I made a demo of this in June last year and sent it to my friend Max (Up Late). We both grew up going to hardcore shows in Wollongong when we were teenagers and after about 10 years of no contact, we began speaking again based on our mutual interest for the music we were making. I met Nat through Max, he was working out of his studio in Leichhardt, which is where I lived at the time, and invited me to hang out one weekend. I met Nat there and he remade the beat and recorded all the vocals in a couple of hours. The song was the first completed for the record and the one that got Coalesce’s attention. I knew from that moment that Nat needed to have a hand in this record going forward.
I had about nine songs completed for HEADBANGERS 2 in July 2020, pre-empting a September release, but they all got scrapped once I met Nat. He really is one of the best producers, songwriters and engineers I’ve ever met.

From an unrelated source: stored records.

//! Terminal front panel for the em16 machine. Owns the tick timer, routes
//! typed keys into the keyboard FIFO, and repaints the video grid and the
//! CPU panel after every tick. A fault pauses execution with the PC left on
//! the offending instruction; `r` resumes, `q` quits.

use std::env;
use std::io::{self, Write};
use std::path::{Path, PathBuf};
use std::process::exit;
use std::sync::mpsc;
use std::thread;

use termion::event::Key;
use termion::input::TermRead;
use termion::raw::IntoRawMode;
use termion::{clear, color, cursor};
use tracing_subscriber::EnvFilter;

use em16::{Emulator, MachineConfig, Screen, Signal};

const TICK_MS: i64 = 500;
const SCREEN_WIDTH: usize = 100;
const SCREEN_HEIGHT: usize = 16;

// rows below the CPU panel where the status line and the video grid live
const STATUS_ROW: u16 = 13;
const SCREEN_ROW: u16 = 15;

enum HostEvent {
    Tick,
    Input(Key),
}

fn main() {
    tracing_subscriber::fmt()
        .with_env_filter(EnvFilter::from_default_env())
        .with_writer(io::stderr)
        .init();

    let mut args = env::args().skip(1);
    let program = match args.next() {
        Some(path) => PathBuf::from(path),
        None => {
            eprintln!("usage: console <program.asm> [machine.cfg]");
            exit(1);
        }
    };
    let config_path = PathBuf::from(args.next().unwrap_or_else(|| String::from("machine.cfg")));

    if let Err(err) = run(&program, &config_path) {
        eprintln!("fatal: {}", err);
        exit(1);
    }
}

fn run(program: &Path, config_path: &Path) -> em16::Result<()> {
    let config = MachineConfig::from_file(config_path)?;
    let mut em = Emulator::new(&config)?;
    em.load(program);
    let screen = Screen::new(SCREEN_WIDTH, SCREEN_HEIGHT);

    let (tx, rx) = mpsc::channel();

    // tick source
    let timer = timer::Timer::new();
    let tick_tx = tx.clone();
    let _tick_guard = timer.schedule_repeating(chrono::Duration::milliseconds(TICK_MS), move || {
        let _ = tick_tx.send(HostEvent::Tick);
    });

    // key source
    thread::spawn(move || {
        for key in io::stdin().keys() {
            match key {
                Ok(key) => {
                    if tx.send(HostEvent::Input(key)).is_err() {
                        break;
                    }
                }
                Err(_) => break,
            }
        }
    });

    let mut stdout = io::stdout().into_raw_mode()?;
    write!(stdout, "{}{}", clear::All, cursor::Hide)?;
    draw(&mut stdout, &em, &screen, "running")?;

    let mut paused = false;
    for event in rx.iter() {
        match event {
            HostEvent::Input(Key::Ctrl('c')) | HostEvent::Input(Key::Esc) => break,
            HostEvent::Input(Key::Char('q')) if paused => break,
            HostEvent::Input(Key::Char('r')) if paused => {
                paused = false;
                draw(&mut stdout, &em, &screen, "resumed")?;
            }
            HostEvent::Input(Key::Char(c)) if !paused => {
                // Enter completes a line for the machine as code 13
                if c == '\n' || c == '\r' {
                    em.keyboard.push(13);
                } else if (c as u32) < 256 {
                    em.keyboard.push(c as u8);
                }
            }
            HostEvent::Input(_) => {}
            HostEvent::Tick if !paused => match em.tick() {
                Ok(Signal::Ok) => draw(&mut stdout, &em, &screen, "running")?,
                Ok(Signal::Reading) => draw(&mut stdout, &em, &screen, "waiting for input")?,
                Ok(Signal::Halted) => draw(&mut stdout, &em, &screen, "halted")?,
                Err(err) => {
                    tracing::error!(
                        error = %err,
                        pc = ?em.cpu.pc(),
                        instr = %em.cpu.current_instruction_text(),
                        "execution fault"
                    );
                    paused = true;
                    let status = format!(
                        "{}fault: {} at PC {:?} ({}): r to retry, q to quit{}",
                        color::Fg(color::Red),
                        err,
                        em.cpu.pc(),
                        em.cpu.current_instruction_text(),
                        color::Fg(color::Reset),
                    );
                    draw(&mut stdout, &em, &screen, &status)?;
                }
            },
            HostEvent::Tick => {}
        }
    }

    write!(stdout, "{}{}{}", clear::All, cursor::Goto(1, 1), cursor::Show)?;
    stdout.flush()?;
    Ok(())
}

fn draw<W: Write>(out: &mut W, em: &Emulator, screen: &Screen, status: &str) -> io::Result<()> {
    write!(out, "{}", em.cpu)?;
    write!(out, "{}{}{}", cursor::Goto(1, STATUS_ROW), clear::CurrentLine, status)?;
    let rows = screen.render(&em.cpu.memory().read_video_memory());
    for (index, row) in rows.iter().enumerate() {
        write!(out, "{}{}", cursor::Goto(1, SCREEN_ROW + index as u16), row)?;
    }
    out.flush()
}
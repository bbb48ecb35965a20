//! The machine configuration file: `key: value` lines fixing the two memory
//! sizes and the three peripheral mapping addresses. Only shape and
//! completeness are checked here; `Memory::new` owns the range rules.

use crate::error::Error;
use std::collections::HashMap;
use std::fs;
use std::path::Path;

const KEYS: [&str; 5] = [
    "instruction_memory_size",
    "data_memory_size",
    "keyboard_buffer",
    "video_memory_start",
    "video_memory_end",
];

#[derive(Debug, Clone, Copy, PartialEq, Eq)]
pub struct MachineConfig {
    pub instruction_memory_size: usize,
    pub data_memory_size: usize,
    pub keyboard_buffer: usize,
    pub video_memory_start: usize,
    pub video_memory_end: usize,
}

impl MachineConfig {
    pub fn from_file(path: &Path) -> Result<MachineConfig, Error> {
        let text = fs::read_to_string(path)?;
        MachineConfig::parse(&text)
    }

    pub fn parse(text: &str) -> Result<MachineConfig, Error> {
        let mut values: HashMap<&str, usize> = HashMap::new();
        for (index, raw_line) in text.lines().enumerate() {
            let line = raw_line.trim();
            if line.is_empty() || line.starts_with('#') || line.starts_with(';') {
                continue;
            }
            let (key, value) = match line.split_once(':') {
                Some(pair) => pair,
                None => {
                    return Err(Error::Config {
                        message: format!("line {}: expected key: value, got \"{}\"", index + 1, line),
                    })
                }
            };
            let key = key.trim();
            let key = match KEYS.iter().find(|known| **known == key) {
                Some(known) => *known,
                None => {
                    return Err(Error::Config {
                        message: format!("line {}: unknown key \"{}\"", index + 1, key),
                    })
                }
            };
            let value = value.trim().parse::<usize>().map_err(|_| Error::Config {
                message: format!("line {}: value for {} is not a positive integer", index + 1, key),
            })?;
            values.insert(key, value);
        }
        for key in &KEYS {
            if !values.contains_key(key) {
                return Err(Error::Config { message: format!("missing key \"{}\"", key) });
            }
        }
        Ok(MachineConfig {
            instruction_memory_size: values["instruction_memory_size"],
            data_memory_size: values["data_memory_size"],
            keyboard_buffer: values["keyboard_buffer"],
            video_memory_start: values["video_memory_start"],
            video_memory_end: values["video_memory_end"],
        })
    }
}
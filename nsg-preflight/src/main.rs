#![deny(rust_2018_idioms)]
#![forbid(unsafe_code)]

#[tokio::main(flavor = "current_thread")]
async fn main() -> anyhow::Result<()> {
    nsg_preflight_runtime::Args::parse_and_run().await
}
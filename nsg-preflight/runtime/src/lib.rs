#![deny(rust_2018_idioms)]
#![forbid(unsafe_code)]

pub use nsg_preflight_api as api;
pub use nsg_preflight_core as core;

mod args;
mod cache;
mod call;
mod discover;
mod dump;
mod output;
mod remediate;
mod validate;


pub use self::{
    args::Args,
    cache::{FetchError, RuleCache},
    call::{CallError, CallOptions},
    discover::{Discovery, TopologyHints},
    dump::render_table,
    output::OutputFormat,
    remediate::{
        Applied, ApplyError, Approval, AutoApprove, ConfirmationProvider, DryRun, FailedRequest,
        Prompt, RemediationOutcome, Remediator,
    },
    validate::{ValidationError, Validator},
};

use self::{
    api::ControlApi,
    core::{report::ValidationReport, Catalog, ClusterNetworkTopology},
};
use std::sync::Arc;

/// Discovers a cluster's topology, validates its security group rules and remediates the gaps,
/// sharing one rule cache across the run.
#[derive(Clone)]
pub struct Preflight {
    cache: Arc<RuleCache>,
    discovery: Discovery,
    validator: Validator,
    remediator: Remediator,
}

// === impl Preflight ===

impl Preflight {
    pub fn new(api: Arc<dyn ControlApi>, catalog: Catalog, options: CallOptions) -> Self {
        let cache = Arc::new(RuleCache::new(api.clone(), options.clone()));
        Self {
            discovery: Discovery::new(api.clone(), options.clone()),
            validator: Validator::new(Arc::new(catalog), cache.clone()),
            remediator: Remediator::new(api, cache.clone(), options),
            cache,
        }
    }

    pub async fn discover(&self, hints: &TopologyHints) -> ClusterNetworkTopology {
        self.discovery.discover(hints).await
    }

    pub async fn validate(
        &self,
        topology: &ClusterNetworkTopology,
    ) -> Result<ValidationReport, ValidationError> {
        self.validator.validate(topology).await
    }

    /// Discovers the cluster described by `hints` and validates it.
    pub async fn run_validation(
        &self,
        hints: &TopologyHints,
    ) -> Result<ValidationReport, ValidationError> {
        let topology = self.discover(hints).await;
        self.validate(&topology).await
    }

    /// Applies the rules missing from `report`, asking on stdin before each one unless
    /// `auto_approve` is set.
    pub async fn run_remediation(
        &self,
        report: &ValidationReport,
        auto_approve: bool,
    ) -> RemediationOutcome {
        if auto_approve {
            self.run_remediation_with(report, &AutoApprove).await
        } else {
            self.run_remediation_with(report, &Prompt::stdio()).await
        }
    }

    pub async fn run_remediation_with(
        &self,
        report: &ValidationReport,
        confirm: &dyn ConfirmationProvider,
    ) -> RemediationOutcome {
        self.remediator.run(report, confirm).await
    }

    pub async fn dump_rules(&self, nsgs: &[String]) -> String {
        dump::dump_rules(&self.cache, nsgs).await
    }

    pub fn cache(&self) -> &RuleCache {
        &self.cache
    }
}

It’s actually funny to me how this song ends the record. I had no intention of ever putting it on the record. I think I recorded this just before Christmas. The beat is by Michael Warren, who has produced for a bunch of hyperpop artists and I liked how it sounded like a hybrid of Owl City, The Postal Service and Saves The Day. I originally recorded the vocals for this over another beat around September and it was a lot darker tonally. I didn’t use it and when I got the beat from Michael, I tried writing something completely different, then I was so over it. I just put the old vocals on his beat as they were in the same key and it just hit. It went from super drab to quite uplifting, like it could be in a credit roll in a movie or something.

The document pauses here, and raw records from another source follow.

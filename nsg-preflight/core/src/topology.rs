use crate::requirement::Role;
use ipnet::IpNet;
use serde::Serialize;
use std::{fmt, net::IpAddr};

/// A network security group under test.
#[derive(Clone, Debug, PartialEq, Eq, Hash, Serialize)]
pub struct SecurityGroupContext {
    pub id: String,
    pub display_name: String,
    pub role: Role,
}

/// Describes where pod addresses come from.
#[derive(Copy, Clone, Debug, Default, PartialEq, Eq, Hash, Serialize)]
#[serde(rename_all = "SCREAMING_SNAKE_CASE")]
pub enum PodNetworking {
    /// Pods receive addresses from the VCN and need their own security groups and subnets.
    Native,

    /// Pods are addressed on an overlay network.
    Overlay,

    #[default]
    Unknown,
}

/// A discovered value and how much it can be trusted.
#[derive(Clone, Debug, PartialEq, Eq, Serialize)]
#[serde(tag = "state", content = "value", rename_all = "SCREAMING_SNAKE_CASE")]
pub enum Fact<T> {
    Known(T),

    /// A value derived from a fallback source after the primary lookup failed.
    Degraded(T),

    Missing,
}

/// Identifies a topology fact that discovery could not fully resolve.
#[derive(Clone, Debug, PartialEq, Eq, Hash, Serialize)]
#[serde(rename_all = "SCREAMING_SNAKE_CASE")]
pub enum TopologyFact {
    Cluster,
    ControlPlaneSecurityGroups,
    ControlPlaneCidr,
    Endpoint,
    WorkerSecurityGroups,
    WorkerCidr,
    NodePools,
    PodNetworking,
    PodSecurityGroups,
}

/// A DiscoveryPartial condition: a fact that could not be resolved, and why.
#[derive(Clone, Debug, PartialEq, Eq, Serialize)]
pub struct DiscoveryGap {
    pub fact: TopologyFact,
    pub reason: String,
}

/// Network facts about a cluster. Built once by discovery and read-only thereafter.
#[derive(Clone, Debug, Default, PartialEq, Eq, Serialize)]
pub struct ClusterNetworkTopology {
    pub cluster_id: String,
    pub control_plane: Vec<SecurityGroupContext>,
    pub control_plane_cidr: Fact<IpNet>,
    pub endpoint: Option<IpAddr>,
    pub workers: Vec<SecurityGroupContext>,
    pub worker_cidr: Fact<IpNet>,
    pub pod_networking: PodNetworking,

    /// Pod security group ids recovered from existing node pools. Only populated for
    /// [`PodNetworking::Native`].
    pub pod_security_groups: Vec<String>,

    /// Pod subnet ids recovered from existing node pools.
    pub pod_subnets: Vec<String>,

    /// Pod security group ids the new node will attach to its pods. These are candidates for
    /// the pod networking check but are not validated against worker requirements.
    pub node_pod_security_groups: Vec<String>,

    /// A service range label accepted in place of the catch-all CIDR for TLS egress.
    pub services_network: Option<String>,

    pub gaps: Vec<DiscoveryGap>,
}

// === impl PodNetworking ===

impl PodNetworking {
    pub fn from_cni_type(cni_type: &str) -> Self {
        match cni_type {
            "OCI_VCN_IP_NATIVE" => Self::Native,
            "FLANNEL_OVERLAY" => Self::Overlay,
            _ => Self::Unknown,
        }
    }
}

impl fmt::Display for PodNetworking {
    fn fmt(&self, f: &mut fmt::Formatter<'_>) -> fmt::Result {
        match self {
            Self::Native => "NATIVE".fmt(f),
            Self::Overlay => "OVERLAY".fmt(f),
            Self::Unknown => "UNKNOWN".fmt(f),
        }
    }
}

// === impl Fact ===

impl<T> Fact<T> {
    pub fn value(&self) -> Option<&T> {
        match self {
            Self::Known(v) | Self::Degraded(v) => Some(v),
            Self::Missing => None,
        }
    }

    pub fn is_degraded(&self) -> bool {
        matches!(self, Self::Degraded(_))
    }

    pub fn is_missing(&self) -> bool {
        matches!(self, Self::Missing)
    }
}

impl<T> Default for Fact<T> {
    fn default() -> Self {
        Self::Missing
    }
}

impl<T: fmt::Display> fmt::Display for Fact<T> {
    fn fmt(&self, f: &mut fmt::Formatter<'_>) -> fmt::Result {
        match self {
            Self::Known(v) => v.fmt(f),
            Self::Degraded(v) => write!(f, "{} (degraded)", v),
            Self::Missing => "unknown".fmt(f),
        }
    }
}

// === impl TopologyFact ===

impl fmt::Display for TopologyFact {
    fn fmt(&self, f: &mut fmt::Formatter<'_>) -> fmt::Result {
        match self {
            Self::Cluster => "cluster".fmt(f),
            Self::ControlPlaneSecurityGroups => "control-plane security groups".fmt(f),
            Self::ControlPlaneCidr => "control-plane subnet CIDR".fmt(f),
            Self::Endpoint => "control-plane endpoint".fmt(f),
            Self::WorkerSecurityGroups => "worker security groups".fmt(f),
            Self::WorkerCidr => "worker subnet CIDR".fmt(f),
            Self::NodePools => "node pools".fmt(f),
            Self::PodNetworking => "pod networking mode".fmt(f),
            Self::PodSecurityGroups => "pod security groups".fmt(f),
        }
    }
}

// === impl ClusterNetworkTopology ===

impl ClusterNetworkTopology {
    pub fn new(cluster_id: impl ToString) -> Self {
        Self {
            cluster_id: cluster_id.to_string(),
            ..Default::default()
        }
    }

    /// All security groups under test, control-plane groups first.
    pub fn contexts(&self) -> impl Iterator<Item = &SecurityGroupContext> {
        self.control_plane.iter().chain(self.workers.iter())
    }

    pub fn contexts_for(&self, role: Role) -> &[SecurityGroupContext] {
        match role {
            Role::ControlPlane => &self.control_plane,
            Role::Worker => &self.workers,
        }
    }

    /// The security group ids the new node will carry: worker groups, then pod groups.
    pub fn cni_candidates(&self) -> Vec<String> {
        let mut candidates = self
            .workers
            .iter()
            .map(|group| group.id.clone())
            .collect::<Vec<_>>();
        for id in &self.node_pod_security_groups {
            if !candidates.contains(id) {
                candidates.push(id.clone());
            }
        }
        candidates
    }

    pub fn cidr_for(&self, role: Role) -> &Fact<IpNet> {
        match role {
            Role::ControlPlane => &self.control_plane_cidr,
            Role::Worker => &self.worker_cidr,
        }
    }

    /// Records a gap. Each fact is reported at most once; the first reason wins.
    pub fn record_gap(&mut self, fact: TopologyFact, reason: impl ToString) {
        if self.gaps.iter().any(|gap| gap.fact == fact) {
            return;
        }
        tracing::warn!(%fact, reason = %reason.to_string(), "Topology fact unresolved");
        self.gaps.push(DiscoveryGap {
            fact,
            reason: reason.to_string(),
        });
    }

    pub fn has_gap(&self, fact: &TopologyFact) -> bool {
        self.gaps.iter().any(|gap| gap.fact == *fact)
    }

    /// Records a gap for every required fact that is still unresolved.
    pub fn record_unresolved(&mut self, reason: &str) {
        if self.control_plane.is_empty() {
            self.record_gap(TopologyFact::ControlPlaneSecurityGroups, reason);
        }
        if self.control_plane_cidr.is_missing() {
            self.record_gap(TopologyFact::ControlPlaneCidr, reason);
        }
        if self.workers.is_empty() {
            self.record_gap(TopologyFact::WorkerSecurityGroups, reason);
        }
        if self.worker_cidr.is_missing() {
            self.record_gap(TopologyFact::WorkerCidr, reason);
        }
        if self.pod_networking == PodNetworking::Unknown {
            self.record_gap(TopologyFact::PodNetworking, reason);
        }
    }
}

#[cfg(test)]
mod tests {
    use super::*;

    #[test]
    fn gaps_are_recorded_once_per_fact() {
        let mut topology = ClusterNetworkTopology::new("cluster");
        topology.record_gap(TopologyFact::WorkerCidr, "subnet lookup failed");
        topology.record_gap(TopologyFact::WorkerCidr, "not discovered");
        topology.record_unresolved("not discovered");

        let worker_cidr = topology
            .gaps
            .iter()
            .filter(|gap| gap.fact == TopologyFact::WorkerCidr)
            .collect::<Vec<_>>();
        assert_eq!(worker_cidr.len(), 1);
        assert_eq!(worker_cidr[0].reason, "subnet lookup failed");
        assert!(topology.has_gap(&TopologyFact::ControlPlaneSecurityGroups));
        assert!(topology.has_gap(&TopologyFact::PodNetworking));
    }

    #[test]
    fn cni_candidates_include_pod_groups_once() {
        let mut topology = ClusterNetworkTopology::new("cluster");
        topology.workers = vec![SecurityGroupContext {
            id: "worker-nsg".to_string(),
            display_name: "workers".to_string(),
            role: Role::Worker,
        }];
        topology.node_pod_security_groups = vec!["pod-nsg".to_string(), "worker-nsg".to_string()];
        assert_eq!(topology.cni_candidates(), ["worker-nsg", "pod-nsg"]);
    }

    #[test]
    fn cni_types() {
        assert_eq!(
            PodNetworking::from_cni_type("OCI_VCN_IP_NATIVE"),
            PodNetworking::Native
        );
        assert_eq!(
            PodNetworking::from_cni_type("FLANNEL_OVERLAY"),
            PodNetworking::Overlay
        );
        assert_eq!(PodNetworking::from_cni_type(""), PodNetworking::Unknown);
    }
}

The realisation of the title’s poignancy didn’t come until probably like two months ago after I looked at the record holistically. It is the perfect end to the record when you listen from top to bottom. It speaks to how since making this record, I’ve simplified my life and created a more compassionate relationship with myself. I’ve been sober for months, exercise daily, don’t use social media much, have found a healthy balance between myself and my friends despite a global pandemic, and have looked inward to really find what it is I seek in the process of not just making music, but existing. To say this record has been exhausting is an understatement – but like I stated, it was a necessary evil for me to close a truly destructive chapter of my life.